Phillips (Jessie), the title and chief character of a novel by Mrs. Trollope, the object being an attack on the new poor-law system (1843).
Phillis, a drama written in Spanish, by Lupercio Leonardo, of Argensola.—Cervantes, Don Quixote (1605-15).
Phillis, a pastoral name for a maiden.
Where Corydon and Thyrsis met,
Are at their savory dinner set,
Of herbs and other country messes,
Which the neat-handed Phillis dresses.
Milton, L’Allegro (1638).
Phillis, “the Exigent,” asked “Damon thirty sheep for a kiss;” next day, she promised him thirty kisses for a sheep;” the third day, she would have given “thirty sheep for a kiss;” and the fourth day, Damon bestowed his kisses for nothing on Lizette.—C. Rivière Dufresny, La Coquette de Village (1715).
Philo, a Pharisee, one of the Jewish sanhedrim, who hated Caiaphas, the high priest, for being a Sadducee. Philo made a vow in the judgment hall, that he would take no rest till Jesus was numbered with the dead. In bk. xiii. he commits suicide, and his soul is carried to hell by Obaddon, the angel of death.—Klopstock, The Messiah, iv. (1771).
Philoc´lea, one of the heroines in Sir Philip Sidney’s “Arcadia.” It has been sought to identify her with Lady Penelopê Devereux, with whom Sidney was thought to be in love.

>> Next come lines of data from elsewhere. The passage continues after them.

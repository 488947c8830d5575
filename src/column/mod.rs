//! # Column Module
//!
//! This module provides implementations for all ClickHouse column types used
//! in the native TCP protocol.
//!
//! ## ClickHouse Documentation
//!
//! - [Data Types Overview](https://clickhouse.com/docs/en/sql-reference/data-types)
//! - [Nullable Type](https://clickhouse.com/docs/en/sql-reference/data-types/nullable)
//! - [Array Type](https://clickhouse.com/docs/en/sql-reference/data-types/array)
//! - [LowCardinality Type](https://clickhouse.com/docs/en/sql-reference/data-types/lowcardinality)
//! - [Tuple Type](https://clickhouse.com/docs/en/sql-reference/data-types/tuple)
//! - [Map Type](https://clickhouse.com/docs/en/sql-reference/data-types/map)
//!
//! ## Type Nesting Restrictions
//!
//! ClickHouse enforces strict rules about type nesting. The following
//! combinations are **NOT allowed**:
//!
//! | Invalid Nesting | Error | Workaround |
//! |----------------|-------|------------|
//! | `Nullable(Array(...))` | "Nested type Array(...) cannot be inside Nullable type" (Error 43) | Use `Array(Nullable(...))` |
//! | `Nullable(LowCardinality(...))` | "Nested type LowCardinality(...) cannot be inside Nullable type" | Use `LowCardinality(Nullable(...))` |
//! | `Nullable(Array(LowCardinality(...)))` | Same as above | Use `Array(LowCardinality(Nullable(...)))` or `Array(Nullable(LowCardinality(...)))` |
//!
//! **Correct Nesting Order:**
//! - ✅ `Array(Nullable(T))` - Array of nullable elements
//! - ✅ `Array(LowCardinality(T))` - Array of low-cardinality elements
//! - ✅ `Array(LowCardinality(Nullable(T)))` - Array of nullable
//!   low-cardinality elements
//! - ✅ `LowCardinality(Nullable(T))` - Low-cardinality column with nullable
//!   values
//!
//! **References:**
//! - [ClickHouse Issue #1062](https://github.com/ClickHouse/ClickHouse/issues/1062)
//!   - Arrays cannot be nullable
//! - [ClickHouse Issue #42456](https://github.com/ClickHouse/ClickHouse/issues/42456)
//!   - LowCardinality cannot be inside Nullable

/// Array column type (`Array(T)`).
pub mod array;
/// Column value extraction and insertion helpers.
pub mod column_value;
/// Date and DateTime column types.
pub mod date;
/// Decimal column types (`Decimal32`, `Decimal64`, `Decimal128`).
pub mod decimal;
/// Enum8 and Enum16 column types.
pub mod enum_column;
/// IPv4 column type.
pub mod ipv4;
/// IPv6 column type.
pub mod ipv6;
/// JSON column type (typed paths plus a dynamic subcolumn).
pub mod json;
/// The custom-serialization kind tree (`Dense`/`Sparse`/`Nested`).
pub mod kind;
/// LowCardinality column type (dictionary encoding).
pub mod lowcardinality;
/// Map column type (`Map(K, V)`).
pub mod map;
/// Nothing/Void column type.
pub mod nothing;
/// Nullable column type (`Nullable(T)`).
pub mod nullable;
/// Numeric column types (integers, floats, bool).
pub mod numeric;
/// String and FixedString column types.
pub mod string;
/// Tuple column type (`Tuple(T1, T2, ...)`).
pub mod tuple;
/// UUID column type.
pub mod uuid;

// Re-export column types for easier access
pub use array::{
    ColumnArray,
    ColumnArrayT,
};
pub use date::{
    ColumnDate,
    ColumnDate32,
    ColumnDateTime,
    ColumnDateTime64,
};
pub use decimal::ColumnDecimal;
pub use enum_column::{
    ColumnEnum16,
    ColumnEnum8,
};
pub use ipv4::ColumnIpv4;
pub use ipv6::ColumnIpv6;
pub use json::ColumnJson;
pub use kind::KindTree;
pub use lowcardinality::ColumnLowCardinality;
pub use map::ColumnMap;
pub use nothing::ColumnNothing;
pub use nullable::ColumnNullable;
pub use numeric::*;
pub use string::{
    ColumnFixedString,
    ColumnString,
};
pub use tuple::ColumnTuple;
pub use uuid::{
    ColumnUuid,
    Uuid,
};

use crate::{
    types::Type,
    Result,
};
use bytes::BytesMut;
use std::sync::Arc;

/// Reference to a column (using Arc for cheap cloning)
pub type ColumnRef = Arc<dyn Column>;

/// Base trait for all column types
/// Note: We use byte buffers instead of generic readers/writers to make the
/// trait dyn-compatible
pub trait Column: Send + Sync {
    /// Get the type of this column
    fn column_type(&self) -> &Type;

    /// Get the number of rows in this column
    fn size(&self) -> usize;

    /// Clear all data from the column
    fn clear(&mut self);

    /// Reserve capacity for at least `new_cap` elements
    fn reserve(&mut self, new_cap: usize);

    /// Append another column's data to this column
    fn append_column(&mut self, other: ColumnRef) -> Result<()>;

    /// Load column prefix from byte buffer (for types that need prefix data)
    /// Default implementation is a no-op. Override for types like
    /// LowCardinality that carry a prefix before their row payload.
    fn load_prefix(
        &mut self,
        _buffer: &mut &[u8],
        _rows: usize,
    ) -> Result<()> {
        // Default: no prefix data to read
        Ok(())
    }

    /// Load column data from byte buffer
    fn load_from_buffer(
        &mut self,
        buffer: &mut &[u8],
        rows: usize,
    ) -> Result<()>;

    /// Save column prefix to byte buffer (for types that need prefix data)
    /// Default implementation is a no-op. Override for types like
    /// LowCardinality, Array with special nested types.
    fn save_prefix(&self, _buffer: &mut BytesMut) -> Result<()> {
        // Default: no prefix data to write
        Ok(())
    }

    /// Save column data to byte buffer
    fn save_to_buffer(&self, buffer: &mut BytesMut) -> Result<()>;

    /// Read this column's custom-serialization kind tree, if the negotiated
    /// revision carries one. The default implementation reads a single
    /// `Dense`/`Sparse`/`Nested` node with no children, which is correct for
    /// every leaf column; composite columns (Array, Tuple, Map, Nullable,
    /// LowCardinality) override this to pass their child count.
    fn read_kinds(
        &self,
        buffer: &mut &[u8],
        server_revision: u64,
    ) -> Result<KindTree> {
        KindTree::read_from(buffer, server_revision, 0)
    }

    /// The kind this column will serialize as on write. Writers in this
    /// crate always emit `Dense`.
    fn kind(&self) -> KindTree {
        KindTree::Dense
    }

    /// Create an empty clone of this column (same type, no data)
    fn clone_empty(&self) -> ColumnRef;

    /// Create a slice of this column
    fn slice(&self, begin: usize, len: usize) -> Result<ColumnRef>;

    /// Downcast to a concrete column type
    fn as_any(&self) -> &dyn std::any::Any;

    /// Downcast to a mutable concrete column type
    fn as_any_mut(&mut self) -> &mut dyn std::any::Any;
}

/// Helper trait for column types that can be downcasted
pub trait ColumnTyped<T>: Column {
    /// Get value at index
    fn get(&self, index: usize) -> Option<T>;

    /// Append a value to the column
    fn append(&mut self, value: T);
}

/// Trait for columns that support iteration over their values.
pub trait ColumnIter<T> {
    /// The iterator type returned by [`iter`](Self::iter).
    type Iter<'a>: Iterator<Item = T>
    where
        Self: 'a;

    /// Returns an iterator over the column values.
    fn iter(&self) -> Self::Iter<'_>;
}
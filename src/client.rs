use crate::connection::ConnectionOptions;
use crate::progress::AccumulatedProgress;
use crate::protocol::CompressionMethod;
use crate::query::{ClientInfo, Progress, Query, ServerInfo};
use crate::session::Session;
use crate::Result;
use std::time::Duration;

#[cfg(feature = "tls")]
use crate::ssl::SSLOptions;

/// Default number of full passes over the configured endpoint list before
/// giving up on connect.
const DEFAULT_SEND_RETRIES: u32 = 1;
/// Default pause between endpoint-list passes.
const DEFAULT_RETRY_TIMEOUT: Duration = Duration::from_secs(1);
/// Default grace period given to a best-effort drain after a cancelled or
/// timed-out query, before the connection is considered unusable.
const DEFAULT_CANCEL_GRACE_PERIOD: Duration = Duration::from_secs(5);

/// Connection and session configuration for [`Client::connect`].
#[derive(Clone, Debug)]
pub struct ClientOptions {
    /// Primary server host.
    pub host: String,
    /// Primary server port.
    pub port: u16,
    /// Additional host/port pairs to fail over to, in order, if the
    /// primary is unreachable. See [`Self::add_endpoint`].
    pub extra_endpoints: Vec<(String, u16)>,
    /// Database name.
    pub database: String,
    /// Username.
    pub user: String,
    /// Password.
    pub password: String,
    /// Compression method negotiated for this session's blocks.
    pub compression: Option<CompressionMethod>,
    /// Client identification sent during the handshake and with every
    /// query.
    pub client_info: ClientInfo,
    /// Transport-level options (currently: connect timeout).
    pub connection_options: ConnectionOptions,
    /// TLS configuration. Only meaningful when connecting with the `tls`
    /// feature enabled; `Client::connect` uses TLS iff this is `Some`.
    #[cfg(feature = "tls")]
    pub ssl_options: Option<SSLOptions>,
    /// Maximum time a single query/insert may run before being cancelled.
    /// `None` waits indefinitely.
    pub query_timeout: Option<Duration>,
    /// How long to wait for a clean drain (Cancel -> EndOfStream) after a
    /// timeout or mid-query cancellation before giving up on the
    /// connection.
    pub cancel_grace_period: Duration,
    /// Number of full passes to make over the endpoint list when
    /// connecting before giving up.
    pub send_retries: u32,
    /// Delay between endpoint-list passes.
    pub retry_timeout: Duration,
}

impl Default for ClientOptions {
    fn default() -> Self {
        Self {
            host: "localhost".to_string(),
            port: 9000,
            extra_endpoints: Vec::new(),
            database: "default".to_string(),
            user: "default".to_string(),
            password: String::new(),
            compression: Some(CompressionMethod::LZ4),
            client_info: ClientInfo::default(),
            connection_options: ConnectionOptions::default(),
            #[cfg(feature = "tls")]
            ssl_options: None,
            query_timeout: None,
            cancel_grace_period: DEFAULT_CANCEL_GRACE_PERIOD,
            send_retries: DEFAULT_SEND_RETRIES,
            retry_timeout: DEFAULT_RETRY_TIMEOUT,
        }
    }
}

impl ClientOptions {
    /// Create new client options with host and port.
    pub fn new(host: impl Into<String>, port: u16) -> Self {
        Self { host: host.into(), port, ..Default::default() }
    }

    /// Set the database.
    pub fn database(mut self, database: impl Into<String>) -> Self {
        self.database = database.into();
        self
    }

    /// Set the username.
    pub fn user(mut self, user: impl Into<String>) -> Self {
        self.user = user.into();
        self
    }

    /// Set the password.
    pub fn password(mut self, password: impl Into<String>) -> Self {
        self.password = password.into();
        self
    }

    /// Set compression method.
    pub fn compression(mut self, method: Option<CompressionMethod>) -> Self {
        self.compression = method;
        self
    }

    /// Add a fallback host/port to try, in order, if earlier endpoints in
    /// the list (the primary first, then each added endpoint) fail to
    /// connect. Useful for failover across a cluster's replicas.
    pub fn add_endpoint(mut self, host: impl Into<String>, port: u16) -> Self {
        self.extra_endpoints.push((host.into(), port));
        self
    }

    /// Set transport-level connection options (connect timeout).
    pub fn connection_options(mut self, options: ConnectionOptions) -> Self {
        self.connection_options = options;
        self
    }

    /// Set TLS configuration. Connecting with `Some` uses
    /// [`crate::connection::Connection::connect_tls`] for every endpoint.
    #[cfg(feature = "tls")]
    pub fn ssl_options(mut self, options: SSLOptions) -> Self {
        self.ssl_options = Some(options);
        self
    }

    /// Set the maximum time a query/insert may run before being cancelled.
    pub fn query_timeout(mut self, timeout: Duration) -> Self {
        self.query_timeout = Some(timeout);
        self
    }

    /// Set how long to wait for a clean drain after a cancelled/timed-out
    /// query before giving up on the connection.
    pub fn cancel_grace_period(mut self, period: Duration) -> Self {
        self.cancel_grace_period = period;
        self
    }

    /// Set how many full passes to make over the endpoint list when
    /// connecting.
    pub fn send_retries(mut self, retries: u32) -> Self {
        self.send_retries = retries;
        self
    }

    /// Set the delay between endpoint-list passes.
    pub fn retry_timeout(mut self, timeout: Duration) -> Self {
        self.retry_timeout = timeout;
        self
    }
}

/// Async ClickHouse client speaking the native TCP protocol.
///
/// A thin, ergonomic wrapper over [`Session`]: `Client` owns the
/// connection options and the underlying session state machine, and
/// translates its calls into this crate's public surface.
pub struct Client {
    session: Session,
    options: ClientOptions,
}

impl Client {
    /// Connect to a ClickHouse server, trying each configured endpoint in
    /// turn, and perform the handshake.
    pub async fn connect(options: ClientOptions) -> Result<Self> {
        let session = Session::connect(&options).await?;
        Ok(Self { session, options })
    }

    /// Execute a query and collect all result blocks.
    pub async fn query(&mut self, query: impl Into<Query>) -> Result<QueryResult> {
        let query = query.into();
        let outcome = self.session.execute_query(&query, &self.options).await?;
        Ok(QueryResult {
            blocks: outcome.blocks,
            progress: outcome.progress,
            accumulated_progress: outcome.accumulated_progress,
        })
    }

    /// Execute a query with an explicit query id and collect all result
    /// blocks.
    pub async fn query_with_id(
        &mut self,
        query_text: impl Into<String>,
        query_id: impl Into<String>,
    ) -> Result<QueryResult> {
        let query = Query::new(query_text).with_query_id(query_id);
        self.query(query).await
    }

    /// Execute a query, discarding any result rows. Intended for DDL/DML
    /// statements (`CREATE`, `ALTER`, `DROP`, ...) that don't return data.
    pub async fn execute(&mut self, query: impl Into<Query>) -> Result<()> {
        self.query(query).await?;
        Ok(())
    }

    /// Execute a query with an explicit query id, discarding any result
    /// rows.
    pub async fn execute_with_id(
        &mut self,
        query_text: impl Into<String>,
        query_id: impl Into<String>,
    ) -> Result<()> {
        self.query_with_id(query_text, query_id).await?;
        Ok(())
    }

    /// Insert a block into `table_name`. Builds an `INSERT INTO ... VALUES`
    /// query from the block's column names, matching the server's
    /// acknowledged header against it, then streams the data.
    pub async fn insert(&mut self, table_name: &str, block: crate::block::Block) -> Result<()> {
        self.session.execute_insert(table_name, "", block, &self.options).await
    }

    /// Insert a block into `table_name` with an explicit query id.
    pub async fn insert_with_id(
        &mut self,
        table_name: &str,
        query_id: &str,
        block: crate::block::Block,
    ) -> Result<()> {
        self.session.execute_insert(table_name, query_id, block, &self.options).await
    }

    /// Ping the server to verify the connection is alive.
    pub async fn ping(&mut self) -> Result<()> {
        self.session.ping().await
    }

    /// Get the server information received during the handshake.
    pub fn server_info(&self) -> &ServerInfo {
        self.session.server_info()
    }
}

/// The outcome of [`Client::query`]: all decoded result blocks plus
/// progress information.
pub struct QueryResult {
    /// Result blocks.
    pub blocks: Vec<crate::block::Block>,
    /// Progress delta from the last `Progress` packet received.
    pub progress: Progress,
    /// Progress totals accumulated across the whole query.
    pub accumulated_progress: AccumulatedProgress,
}

impl QueryResult {
    /// Get all blocks.
    pub fn blocks(&self) -> &[crate::block::Block] {
        &self.blocks
    }

    /// Get the most recent progress delta.
    pub fn progress(&self) -> &Progress {
        &self.progress
    }

    /// Get the progress accumulated over the whole query.
    pub fn accumulated_progress(&self) -> &AccumulatedProgress {
        &self.accumulated_progress
    }

    /// Get total number of rows across all blocks.
    pub fn total_rows(&self) -> usize {
        self.blocks.iter().map(|b| b.row_count()).sum()
    }
}
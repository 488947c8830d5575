//! Numeric column implementations
//!
//! **ClickHouse Documentation:**
//! - [Integer Types](https://clickhouse.com/docs/en/sql-reference/data-types/int-uint)
//!   - Int8/16/32/64/128, UInt8/16/32/64/128
//! - [Floating-Point Types](https://clickhouse.com/docs/en/sql-reference/data-types/float)
//!   - Float32, Float64
//! - [Decimal Types](https://clickhouse.com/docs/en/sql-reference/data-types/decimal)
//!   - Fixed-point numbers
//!
//! ## Integer Types
//!
//! All integer types are stored in **little-endian** format:
//!
//! | Type | Rust Type | Storage | Min | Max |
//! |------|-----------|---------|-----|-----|
//! | `Int8` | `i8` | 1 byte | -128 | 127 |
//! | `Int16` | `i16` | 2 bytes | -32,768 | 32,767 |
//! | `Int32` | `i32` | 4 bytes | -2³¹ | 2³¹-1 |
//! | `Int64` | `i64` | 8 bytes | -2⁶³ | 2⁶³-1 |
//! | `Int128` | `i128` | 16 bytes | -2¹²⁷ | 2¹²⁷-1 |
//! | `UInt8` | `u8` | 1 byte | 0 | 255 |
//! | `UInt16` | `u16` | 2 bytes | 0 | 65,535 |
//! | `UInt32` | `u32` | 4 bytes | 0 | 2³²-1 |
//! | `UInt64` | `u64` | 8 bytes | 0 | 2⁶⁴-1 |
//! | `UInt128` | `u128` | 16 bytes | 0 | 2¹²⁸-1 |
//!
//! ## Floating-Point Types
//!
//! IEEE 754 floating-point numbers, stored in little-endian:
//! - `Float32` - Single precision (32-bit)
//! - `Float64` - Double precision (64-bit)
//!
//! ## Bool Type
//!
//! `Bool` is an alias for `UInt8` where 0 = false, 1 = true.

use super::{
    Column,
    ColumnRef,
    ColumnTyped,
};
use crate::{
    types::{
        ToType,
        Type,
    },
    Error,
    Result,
};
use bytes::{
    Buf,
    BufMut,
    BytesMut,
};
use std::sync::Arc;

/// Trait for types that can be read/written as fixed-size values (synchronous
/// version for columns)
///
/// All numeric types are stored in **little-endian** format in ClickHouse wire
/// protocol.
pub trait FixedSize: Sized + Clone + Send + Sync + 'static {
    fn read_from(buffer: &mut &[u8]) -> Result<Self>;
    fn write_to(&self, buffer: &mut BytesMut);
}

// Implement FixedSize for primitive types
macro_rules! impl_fixed_size {
    ($type:ty, $get:ident, $put:ident) => {
        impl FixedSize for $type {
            fn read_from(buffer: &mut &[u8]) -> Result<Self> {
                if buffer.len() < std::mem::size_of::<$type>() {
                    return Err(Error::Protocol(
                        "Buffer underflow".to_string(),
                    ));
                }
                Ok(buffer.$get())
            }

            fn write_to(&self, buffer: &mut BytesMut) {
                buffer.$put(*self);
            }
        }
    };
}

impl_fixed_size!(u8, get_u8, put_u8);
impl_fixed_size!(u16, get_u16_le, put_u16_le);
impl_fixed_size!(u32, get_u32_le, put_u32_le);
impl_fixed_size!(u64, get_u64_le, put_u64_le);
impl_fixed_size!(i8, get_i8, put_i8);
impl_fixed_size!(i16, get_i16_le, put_i16_le);
impl_fixed_size!(i32, get_i32_le, put_i32_le);
impl_fixed_size!(i64, get_i64_le, put_i64_le);
impl_fixed_size!(f32, get_f32_le, put_f32_le);
impl_fixed_size!(f64, get_f64_le, put_f64_le);

impl FixedSize for i128 {
    fn read_from(buffer: &mut &[u8]) -> Result<Self> {
        if buffer.len() < 16 {
            return Err(Error::Protocol("Buffer underflow".to_string()));
        }
        Ok(buffer.get_i128_le())
    }

    fn write_to(&self, buffer: &mut BytesMut) {
        buffer.put_i128_le(*self);
    }
}

impl FixedSize for u128 {
    fn read_from(buffer: &mut &[u8]) -> Result<Self> {
        if buffer.len() < 16 {
            return Err(Error::Protocol("Buffer underflow".to_string()));
        }
        Ok(buffer.get_u128_le())
    }

    fn write_to(&self, buffer: &mut BytesMut) {
        buffer.put_u128_le(*self);
    }
}

/// Generic column for numeric types
pub struct ColumnVector<T: FixedSize> {
    type_: Type,
    data: Vec<T>,
}

impl<T: FixedSize + Clone + Send + Sync + 'static> ColumnVector<T> {
    /// Create a new column with explicit type (backward compatible)
    pub fn with_type(type_: Type) -> Self {
        Self { type_, data: Vec::new() }
    }

    /// Create a new column with explicit type and capacity (backward
    /// compatible)
    pub fn with_type_and_capacity(type_: Type, capacity: usize) -> Self {
        Self { type_, data: Vec::with_capacity(capacity) }
    }

    pub fn from_vec(type_: Type, data: Vec<T>) -> Self {
        Self { type_, data }
    }

    /// Create a column with initial data (builder pattern)
    pub fn with_data(mut self, data: Vec<T>) -> Self {
        self.data = data;
        self
    }

    /// Reserve capacity for additional elements (for
    /// benchmarking/optimization)
    pub fn reserve(&mut self, additional: usize) {
        self.data.reserve(additional);
    }

    /// Clear the column while preserving capacity (for
    /// benchmarking/optimization)
    pub fn clear(&mut self) {
        self.data.clear();
    }

    pub fn get(&self, index: usize) -> Option<&T> {
        self.data.get(index)
    }

    /// Get value at index (panics if out of bounds - for tests)
    pub fn at(&self, index: usize) -> T {
        self.data[index].clone()
    }

    /// Get the number of elements (alias for size())
    pub fn len(&self) -> usize {
        self.data.len()
    }

    /// Check if the column is empty
    pub fn is_empty(&self) -> bool {
        self.data.is_empty()
    }

    pub fn append(&mut self, value: T) {
        self.data.push(value);
    }

    pub fn iter(&self) -> impl Iterator<Item = &T> {
        self.data.iter()
    }

    pub fn data(&self) -> &[T] {
        &self.data
    }

    pub fn data_mut(&mut self) -> &mut Vec<T> {
        &mut self.data
    }
}

/// Type-inferred constructors for ColumnVector
impl<T: FixedSize + ToType + Clone + Send + Sync + 'static> ColumnVector<T> {
    /// Create a new column with type inferred from T
    ///
    /// # Examples
    ///
    /// ```
    /// use clickhouse_client::column::ColumnVector;
    /// use clickhouse_client::types::Type;
    ///
    /// let col = ColumnVector::<i32>::new();
    /// assert_eq!(col.column_type(), &Type::int32());
    /// ```
    pub fn new() -> Self {
        Self { type_: T::to_type(), data: Vec::new() }
    }

    /// Create a new column with type inferred from T and specified capacity
    ///
    /// # Examples
    ///
    /// ```
    /// use clickhouse_client::column::ColumnVector;
    ///
    /// let col = ColumnVector::<u64>::with_capacity(100);
    /// assert_eq!(col.len(), 0);
    /// ```
    pub fn with_capacity(capacity: usize) -> Self {
        Self { type_: T::to_type(), data: Vec::with_capacity(capacity) }
    }
}

impl<T: FixedSize + ToType + Clone + Send + Sync + 'static> Default
    for ColumnVector<T>
{
    fn default() -> Self {
        Self::new()
    }
}

impl<T: FixedSize> Column for ColumnVector<T> {
    fn column_type(&self) -> &Type {
        &self.type_
    }

    fn size(&self) -> usize {
        self.data.len()
    }

    fn clear(&mut self) {
        self.data.clear()
    }

    fn reserve(&mut self, new_cap: usize) {
        self.data.reserve(new_cap);
    }

    fn append_column(&mut self, other: ColumnRef) -> Result<()> {
        let other = other
            .as_any()
            .downcast_ref::<ColumnVector<T>>()
            .ok_or_else(|| Error::TypeMismatch {
                expected: self.type_.name(),
                actual: other.column_type().name(),
            })?;

        self.data.extend_from_slice(&other.data);
        Ok(())
    }

    fn load_from_buffer(
        &mut self,
        buffer: &mut &[u8],
        rows: usize,
    ) -> Result<()> {
        // Optimize: Use bulk read instead of loop for massive performance gain
        let bytes_needed = rows * std::mem::size_of::<T>();

        if buffer.len() < bytes_needed {
            return Err(Error::Protocol(format!(
                "Buffer underflow: need {} bytes, have {}",
                bytes_needed,
                buffer.len()
            )));
        }

        // Pre-allocate and read directly into Vec's memory
        self.data.clear();
        self.data.reserve(rows);

        unsafe {
            // Read bytes directly into Vec's uninitialized memory
            let dest_ptr = self.data.as_mut_ptr() as *mut u8;
            std::ptr::copy_nonoverlapping(
                buffer.as_ptr(),
                dest_ptr,
                bytes_needed,
            );
            self.data.set_len(rows);
        }

        // Advance buffer
        *buffer = &buffer[bytes_needed..];
        Ok(())
    }

    fn save_to_buffer(&self, buffer: &mut BytesMut) -> Result<()> {
        // Optimize: Use bulk write instead of loop for massive performance
        // gain. This achieves the same with
        // extend_from_slice on the raw bytes
        if !self.data.is_empty() {
            let byte_slice = unsafe {
                std::slice::from_raw_parts(
                    self.data.as_ptr() as *const u8,
                    self.data.len() * std::mem::size_of::<T>(),
                )
            };
            buffer.extend_from_slice(byte_slice);
        }
        Ok(())
    }

    fn clone_empty(&self) -> ColumnRef {
        Arc::new(ColumnVector::<T>::with_type(self.type_.clone()))
    }

    fn slice(&self, begin: usize, len: usize) -> Result<ColumnRef> {
        if begin + len > self.data.len() {
            return Err(Error::InvalidArgument(format!(
                "Slice range out of bounds: begin={}, len={}, size={}",
                begin,
                len,
                self.data.len()
            )));
        }

        let sliced_data = self.data[begin..begin + len].to_vec();
        Ok(Arc::new(ColumnVector::<T>::from_vec(
            self.type_.clone(),
            sliced_data,
        )))
    }

    fn as_any(&self) -> &dyn std::any::Any {
        self
    }

    fn as_any_mut(&mut self) -> &mut dyn std::any::Any {
        self
    }
}

impl<T: FixedSize + Clone + Send + Sync + 'static> ColumnTyped<T>
    for ColumnVector<T>
{
    fn get(&self, index: usize) -> Option<T> {
        self.data.get(index).cloned()
    }

    fn append(&mut self, value: T) {
        self.data.push(value);
    }
}

// Type aliases for common numeric columns
pub type ColumnUInt8 = ColumnVector<u8>;
pub type ColumnUInt16 = ColumnVector<u16>;
pub type ColumnUInt32 = ColumnVector<u32>;
pub type ColumnUInt64 = ColumnVector<u64>;
pub type ColumnUInt128 = ColumnVector<u128>;

pub type ColumnInt8 = ColumnVector<i8>;
pub type ColumnInt16 = ColumnVector<i16>;
pub type ColumnInt32 = ColumnVector<i32>;
pub type ColumnInt64 = ColumnVector<i64>;
pub type ColumnInt128 = ColumnVector<i128>;

pub type ColumnFloat32 = ColumnVector<f32>;
pub type ColumnFloat64 = ColumnVector<f64>;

Philocte´tes (4 syl.) one of the Argonauts, who was wounded in the foot while on his way to Troy. An oracle declared to the Greeks that Troy could not be taken “without the arrows of Herculês,” and as Herculês at death had given them to Philoctētês, the Greek chiefs sent for him, and he repaired to Troy in the tenth and last year of the siege.
All dogs have their day, even rabid ones. Sorrowful, incurable Philoctetês Marat, without whom Troy cannot be taken.—Carlyle.
Philomel, daughter of Pandīon, king of Attica. She was converted into a nightingale.